RNF181 promotes cancer cell migration and invasion through Hippo/YAP signaling. a RNF181 consumption decreased YAP protein level, which effect could be reversed by YAP over-expressed. BT549 cells were transfected with siControl or siRNF181. After 24 h, cells were transfected with Myc-YAP or Myc. After 48 h, cells were harvested for western blot analysis. RNF181 and YAP protein levels were determined by Western blot. Actin was used as internal control. b, c Wound-healing assay indicated that RNF181 consumption decreased BT549 cell migration capacity, which effect could be reversed by YAP over-expressed. BT549 cells were transfected with siControl or siRNF181. After 24 h, cells were transfected with Myc-YAP or Myc. Quantification of wound closure at the indicated time points. Data are presented as ± SD. **, P < 0.01, ***, P < 0.001 (student’s t-test). d, e Wound-healing assay indicated that RNF181 consumption decreased MDAMB231 cell migration capacity, which effect could be reversed by YAP over-expressed.
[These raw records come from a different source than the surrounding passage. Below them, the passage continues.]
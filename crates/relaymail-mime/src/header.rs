//! Header block handling.

use crate::encoding::encode_rfc2047;
use crate::error::{Error, Result};
use std::fmt;

/// Ordered collection of email headers.
///
/// Names keep the case they were added with; lookups are case-insensitive.
/// Rendering emits headers in insertion order, each terminated by CRLF.
#[derive(Debug, Clone, Default, PartialEq, Eq)]
pub struct Headers {
    headers: Vec<(String, String)>,
}

impl Headers {
    /// Creates a new empty header collection.
    #[must_use]
    pub fn new() -> Self {
        Self::default()
    }

    /// Adds a header value.
    ///
    /// # Errors
    ///
    /// Returns an error if the value contains a line break, which would
    /// let it inject further headers.
    pub fn add(&mut self, name: impl Into<String>, value: impl Into<String>) -> Result<()> {
        let name = name.into();
        let value = value.into();
        if name.is_empty() || name.contains(['\r', '\n', ':', ' ']) || !is_folded_safely(&value) {
            return Err(Error::InvalidHeader(name));
        }
        self.headers.push((name, value));
        Ok(())
    }

    /// Adds a free-text header, encoding it per RFC 2047 when needed.
    ///
    /// # Errors
    ///
    /// Returns an error if the header name is invalid.
    pub fn add_text(&mut self, name: impl Into<String>, value: &str) -> Result<()> {
        self.add(name, encode_rfc2047(value, "utf-8"))
    }

    /// Gets the first value for a header.
    #[must_use]
    pub fn get(&self, name: &str) -> Option<&str> {
        self.headers
            .iter()
            .find(|(n, _)| n.eq_ignore_ascii_case(name))
            .map(|(_, v)| v.as_str())
    }

    /// Returns the number of headers.
    #[must_use]
    pub fn len(&self) -> usize {
        self.headers.len()
    }

    /// Returns true if there are no headers.
    #[must_use]
    pub fn is_empty(&self) -> bool {
        self.headers.is_empty()
    }

    /// Returns an iterator over all headers.
    pub fn iter(&self) -> impl Iterator<Item = (&str, &str)> {
        self.headers.iter().map(|(n, v)| (n.as_str(), v.as_str()))
    }
}

/// A value may only break lines as RFC 5322 folding: CRLF followed by WSP.
fn is_folded_safely(value: &str) -> bool {
    let mut segments = value.split("\r\n");
    let first_ok = segments
        .next()
        .is_some_and(|s| !s.contains(['\r', '\n']));
    first_ok
        && segments.all(|s| s.starts_with([' ', '\t']) && !s.contains(['\r', '\n']))
}

impl fmt::Display for Headers {
    fn fmt(&self, f: &mut fmt::Formatter<'_>) -> fmt::Result {
        for (name, value) in &self.headers {
            write!(f, "{name}: {value}\r\n")?;
        }
        Ok(())
    }
}

#[cfg(test)]
#[allow(
    clippy::unwrap_used,
    clippy::redundant_clone,
    clippy::manual_string_new,
    clippy::needless_collect,
    clippy::unreadable_literal,
    clippy::used_underscore_items,
    clippy::similar_names
)]
mod tests {
    use super::*;

    #[test]
    fn test_headers_new() {
        let headers = Headers::new();
        assert!(headers.is_empty());
    }

    #[test]
    fn test_headers_add_get() {
        let mut headers = Headers::new();
        headers.add("Content-Type", "text/plain").unwrap();
        assert_eq!(headers.get("Content-Type"), Some("text/plain"));
        assert_eq!(headers.get("content-type"), Some("text/plain"));
    }

    #[test]
    fn test_headers_reject_line_breaks() {
        let mut headers = Headers::new();
        assert!(headers.add("Subject", "hi\r\nBcc: evil@example.com").is_err());
        assert!(headers.is_empty());
    }

    #[test]
    fn test_headers_accept_folded_values() {
        let mut headers = Headers::new();
        headers
            .add("Content-Disposition", "attachment;\r\n\tfilename=\"card.vcf\"")
            .unwrap();
        assert!(headers.add("X-Bad", "a\r\nb").is_err());
        assert!(headers.add("X-Bad", "a\nb").is_err());
        assert_eq!(headers.len(), 1);
    }

    #[test]
    fn test_add_text_encodes_non_ascii() {
        let mut headers = Headers::new();
        headers.add_text("Subject", "Grüße").unwrap();
        assert!(headers.get("subject").unwrap().starts_with("=?utf-8?B?"));
    }

    #[test]
    fn test_headers_display_keeps_order() {
        let mut headers = Headers::new();
        headers.add("From", "sender@example.com").unwrap();
        headers.add("To", "recipient@example.com").unwrap();
        headers.add("Subject", "Test").unwrap();

        assert_eq!(
            headers.to_string(),
            "From: sender@example.com\r\nTo: recipient@example.com\r\nSubject: Test\r\n"
        );
        assert_eq!(headers.len(), 3);
    }
}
MDAMB231 cells were transfected with siControl or siRNF181. After 24 h, cells were transfected with Myc-YAP or Myc. Quantification of wound closure at the indicated time points. Data are presented as ± SD. **, P < 0.01, ***, P < 0.001 (student’s t-test). f, g RNF181 consumption decreased TNBC cell invasion capacity, which effect could be reversed by YAP over-expressed. BT549 cells were transfected with siControl or siRNF187. After 24 h, cells were transfected with Myc-YAP or Myc. After another 24 h, cancer cells were seeded into the chamber for trans-well assay. The cell number was counted and Data are presented as ± SD. **, P < 0.01, ***, P < 0.001 (student’s t-test)